Analysis

Arcutis Biotherapeutics shares climbed 9.3% in the latest week and are up roughly 96% year-to-date in 2025 after the FDA accepted a supplemental NDA for Zoryve (roflumilast) cream 0.3% to treat plaque psoriasis in children aged two to five. The FDA has set a target review completion date of June 29, 2026, making this a multi-quarter regulatory catalyst that could meaningfully expand the pediatric label if approved. Zoryve is already approved in multiple formulations and concentrations — cream 0.3% for children six and older, foam for hair-bearing areas, and cream 0.05% for ages two to five with atopic dermatitis — so the sNDA specifically extends the 0.3% cream into a younger plaque psoriasis cohort and could increase addressable market and lifetime product value.

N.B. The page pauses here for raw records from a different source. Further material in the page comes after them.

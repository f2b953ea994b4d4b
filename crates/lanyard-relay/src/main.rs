//! Lanyard relay binary.
//!
//! # Usage
//!
//! ```bash
//! # Listen on the default port
//! lanyard-relay --bind 0.0.0.0:8080
//!
//! # Tighter ceilings for a small deployment
//! lanyard-relay --bind 0.0.0.0:8080 --max-sessions 50 --max-per-ip 4
//! ```

use clap::Parser;
use lanyard_relay::{Relay, RelayConfig};
use tracing_subscriber::{EnvFilter, fmt, layer::SubscriberExt, util::SubscriberInitExt};

/// Blind relay broker for encrypted host/client sessions
#[derive(Parser, Debug)]
#[command(name = "lanyard-relay")]
#[command(about = "Pairs hosts and clients by session id and forwards opaque frames")]
#[command(version)]
struct Args {
    /// Address to bind to
    #[arg(short, long, default_value = "0.0.0.0:8080")]
    bind: String,

    /// Maximum live session registrations
    #[arg(long, default_value = "1000")]
    max_sessions: usize,

    /// Maximum concurrent connections per source address
    #[arg(long, default_value = "10")]
    max_per_ip: usize,

    /// Log level (trace, debug, info, warn, error)
    #[arg(long, default_value = "info")]
    log_level: String,
}

#[tokio::main]
async fn main() -> Result<(), Box<dyn std::error::Error>> {
    let args = Args::parse();
    let filter =
        EnvFilter::try_from_default_env().unwrap_or_else(|_| EnvFilter::new(&args.log_level));

    tracing_subscriber::registry().with(fmt::layer()).with(filter).init();

    let config = RelayConfig {
        bind_address: args.bind,
        max_sessions: args.max_sessions,
        max_connections_per_ip: args.max_per_ip,
        ..Default::default()
    };

    let relay = Relay::bind(config).await?;
    relay.run().await?;

    Ok(())
}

The acceptance complements recent third-quarter results and management guidance that materially beat market estimates, reinforcing confidence in near-term commercial execution. Market signals are moderately positive (sentiment score ~0.55, ARQT-specific 0.6) but the market impact score is modest (0.45), reflecting that upside depends on a regulatory approval and subsequent commercialization. Key risks include the binary FDA outcome, the long review timeline to June 2026, and the need to convert label expansion into sustained sales growth against elevated share price performance.